Work to be completed:
Lines with "backs": copy each one from the listing below.

-- Records supplied follows --

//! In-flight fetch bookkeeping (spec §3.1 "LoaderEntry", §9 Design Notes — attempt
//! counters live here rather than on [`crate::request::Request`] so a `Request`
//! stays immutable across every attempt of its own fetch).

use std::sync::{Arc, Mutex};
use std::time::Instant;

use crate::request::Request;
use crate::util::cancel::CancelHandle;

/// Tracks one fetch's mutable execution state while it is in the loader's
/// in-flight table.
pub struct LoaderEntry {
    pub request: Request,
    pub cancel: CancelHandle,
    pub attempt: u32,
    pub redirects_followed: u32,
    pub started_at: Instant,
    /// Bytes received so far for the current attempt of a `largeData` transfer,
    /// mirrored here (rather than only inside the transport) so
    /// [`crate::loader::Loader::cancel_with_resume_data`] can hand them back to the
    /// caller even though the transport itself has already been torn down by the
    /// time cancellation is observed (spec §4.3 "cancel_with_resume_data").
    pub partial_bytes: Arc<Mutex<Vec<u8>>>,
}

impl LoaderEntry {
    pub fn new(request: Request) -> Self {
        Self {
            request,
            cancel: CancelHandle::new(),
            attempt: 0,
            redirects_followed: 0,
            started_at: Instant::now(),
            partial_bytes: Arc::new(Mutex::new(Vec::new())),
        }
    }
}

-- Records supplied concluded --
-- Records supplied follows --

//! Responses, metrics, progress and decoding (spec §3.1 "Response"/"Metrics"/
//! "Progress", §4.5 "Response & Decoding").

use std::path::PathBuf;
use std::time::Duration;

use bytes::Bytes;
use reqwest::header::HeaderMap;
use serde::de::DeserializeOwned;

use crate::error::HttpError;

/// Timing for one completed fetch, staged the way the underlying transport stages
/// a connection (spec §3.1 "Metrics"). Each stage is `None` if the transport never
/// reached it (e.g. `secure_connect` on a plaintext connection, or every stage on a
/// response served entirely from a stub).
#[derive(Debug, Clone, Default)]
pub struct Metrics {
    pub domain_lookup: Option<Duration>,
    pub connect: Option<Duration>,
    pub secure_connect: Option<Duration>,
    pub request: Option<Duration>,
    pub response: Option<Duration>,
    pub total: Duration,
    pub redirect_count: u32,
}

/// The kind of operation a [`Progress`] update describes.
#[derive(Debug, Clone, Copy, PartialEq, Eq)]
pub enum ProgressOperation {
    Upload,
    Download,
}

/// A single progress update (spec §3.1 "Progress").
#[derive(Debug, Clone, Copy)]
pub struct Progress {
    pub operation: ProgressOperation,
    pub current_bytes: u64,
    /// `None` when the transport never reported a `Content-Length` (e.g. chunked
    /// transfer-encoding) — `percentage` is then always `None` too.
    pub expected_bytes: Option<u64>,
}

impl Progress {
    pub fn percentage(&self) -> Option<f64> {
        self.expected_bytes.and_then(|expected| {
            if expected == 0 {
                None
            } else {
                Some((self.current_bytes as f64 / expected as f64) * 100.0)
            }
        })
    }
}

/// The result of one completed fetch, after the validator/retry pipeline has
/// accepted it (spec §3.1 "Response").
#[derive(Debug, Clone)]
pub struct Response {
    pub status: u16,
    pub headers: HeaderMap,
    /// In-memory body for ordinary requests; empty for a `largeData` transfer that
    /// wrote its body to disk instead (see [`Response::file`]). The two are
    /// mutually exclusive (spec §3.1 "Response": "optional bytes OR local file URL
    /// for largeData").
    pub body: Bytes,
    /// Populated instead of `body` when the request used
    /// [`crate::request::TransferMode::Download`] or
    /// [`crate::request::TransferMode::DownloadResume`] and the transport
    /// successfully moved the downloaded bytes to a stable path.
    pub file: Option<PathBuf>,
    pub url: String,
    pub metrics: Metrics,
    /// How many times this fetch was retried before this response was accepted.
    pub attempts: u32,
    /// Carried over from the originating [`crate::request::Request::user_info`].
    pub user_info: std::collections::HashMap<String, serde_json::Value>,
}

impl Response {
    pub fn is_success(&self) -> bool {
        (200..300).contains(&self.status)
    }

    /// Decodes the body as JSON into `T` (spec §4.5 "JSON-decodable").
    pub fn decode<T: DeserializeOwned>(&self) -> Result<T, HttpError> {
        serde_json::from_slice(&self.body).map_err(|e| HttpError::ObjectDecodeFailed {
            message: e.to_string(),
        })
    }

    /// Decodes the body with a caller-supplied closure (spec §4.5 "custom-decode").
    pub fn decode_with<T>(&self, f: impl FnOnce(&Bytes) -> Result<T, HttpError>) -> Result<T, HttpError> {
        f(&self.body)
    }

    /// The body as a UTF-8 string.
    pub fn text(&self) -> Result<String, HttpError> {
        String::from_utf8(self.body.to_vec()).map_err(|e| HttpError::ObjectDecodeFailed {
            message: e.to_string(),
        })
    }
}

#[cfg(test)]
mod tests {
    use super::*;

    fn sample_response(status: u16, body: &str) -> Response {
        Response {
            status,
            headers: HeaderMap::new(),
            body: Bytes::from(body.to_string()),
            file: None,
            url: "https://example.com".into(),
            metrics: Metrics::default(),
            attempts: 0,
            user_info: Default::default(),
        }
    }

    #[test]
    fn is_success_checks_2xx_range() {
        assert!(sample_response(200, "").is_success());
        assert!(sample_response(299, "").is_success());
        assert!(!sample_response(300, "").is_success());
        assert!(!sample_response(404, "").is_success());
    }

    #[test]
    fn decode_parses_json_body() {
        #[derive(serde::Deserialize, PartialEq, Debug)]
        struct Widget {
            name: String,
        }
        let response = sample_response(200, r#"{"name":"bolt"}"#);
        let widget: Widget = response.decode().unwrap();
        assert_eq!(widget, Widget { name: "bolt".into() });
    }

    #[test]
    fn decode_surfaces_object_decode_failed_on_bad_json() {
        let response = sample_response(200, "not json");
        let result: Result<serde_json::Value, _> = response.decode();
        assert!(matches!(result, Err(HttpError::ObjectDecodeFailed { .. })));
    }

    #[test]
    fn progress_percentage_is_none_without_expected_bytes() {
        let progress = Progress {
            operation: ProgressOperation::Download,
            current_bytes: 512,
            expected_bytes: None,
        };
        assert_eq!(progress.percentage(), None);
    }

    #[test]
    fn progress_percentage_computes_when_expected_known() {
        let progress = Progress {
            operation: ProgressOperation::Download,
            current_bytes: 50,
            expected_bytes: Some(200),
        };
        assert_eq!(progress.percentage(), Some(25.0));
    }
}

-- Records supplied concluded --
-- Records supplied follows --

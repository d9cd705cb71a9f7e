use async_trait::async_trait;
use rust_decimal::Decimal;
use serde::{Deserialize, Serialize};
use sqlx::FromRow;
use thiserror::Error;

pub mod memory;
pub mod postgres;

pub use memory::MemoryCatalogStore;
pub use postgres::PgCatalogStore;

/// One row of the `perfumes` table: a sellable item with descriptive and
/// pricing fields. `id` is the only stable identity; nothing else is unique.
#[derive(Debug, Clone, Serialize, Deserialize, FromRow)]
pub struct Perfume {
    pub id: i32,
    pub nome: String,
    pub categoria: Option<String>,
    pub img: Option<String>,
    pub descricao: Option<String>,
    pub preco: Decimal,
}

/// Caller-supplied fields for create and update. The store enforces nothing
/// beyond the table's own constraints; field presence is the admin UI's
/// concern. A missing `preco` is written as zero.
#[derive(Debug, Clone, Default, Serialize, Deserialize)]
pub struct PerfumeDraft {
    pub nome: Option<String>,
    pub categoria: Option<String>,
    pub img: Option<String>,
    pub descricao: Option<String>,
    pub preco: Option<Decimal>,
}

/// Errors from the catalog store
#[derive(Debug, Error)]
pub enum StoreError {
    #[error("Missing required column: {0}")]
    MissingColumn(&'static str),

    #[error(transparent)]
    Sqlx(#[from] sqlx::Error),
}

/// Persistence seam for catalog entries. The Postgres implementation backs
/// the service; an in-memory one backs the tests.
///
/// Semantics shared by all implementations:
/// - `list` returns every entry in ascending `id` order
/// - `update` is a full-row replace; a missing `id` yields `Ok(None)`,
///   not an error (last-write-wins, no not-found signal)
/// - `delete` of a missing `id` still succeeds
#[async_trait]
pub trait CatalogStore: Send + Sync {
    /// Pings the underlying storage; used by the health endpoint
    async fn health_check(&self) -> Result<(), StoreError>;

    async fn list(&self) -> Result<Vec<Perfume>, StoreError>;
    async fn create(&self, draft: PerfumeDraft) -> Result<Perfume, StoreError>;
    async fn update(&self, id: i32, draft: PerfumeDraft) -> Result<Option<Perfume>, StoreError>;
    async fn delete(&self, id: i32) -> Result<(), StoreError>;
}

-- Records supplied concluded --

Written reply:
/// Persistence seam for catalog entries. The Postgres implementation backs
/// the service; an in-memory one backs the tests.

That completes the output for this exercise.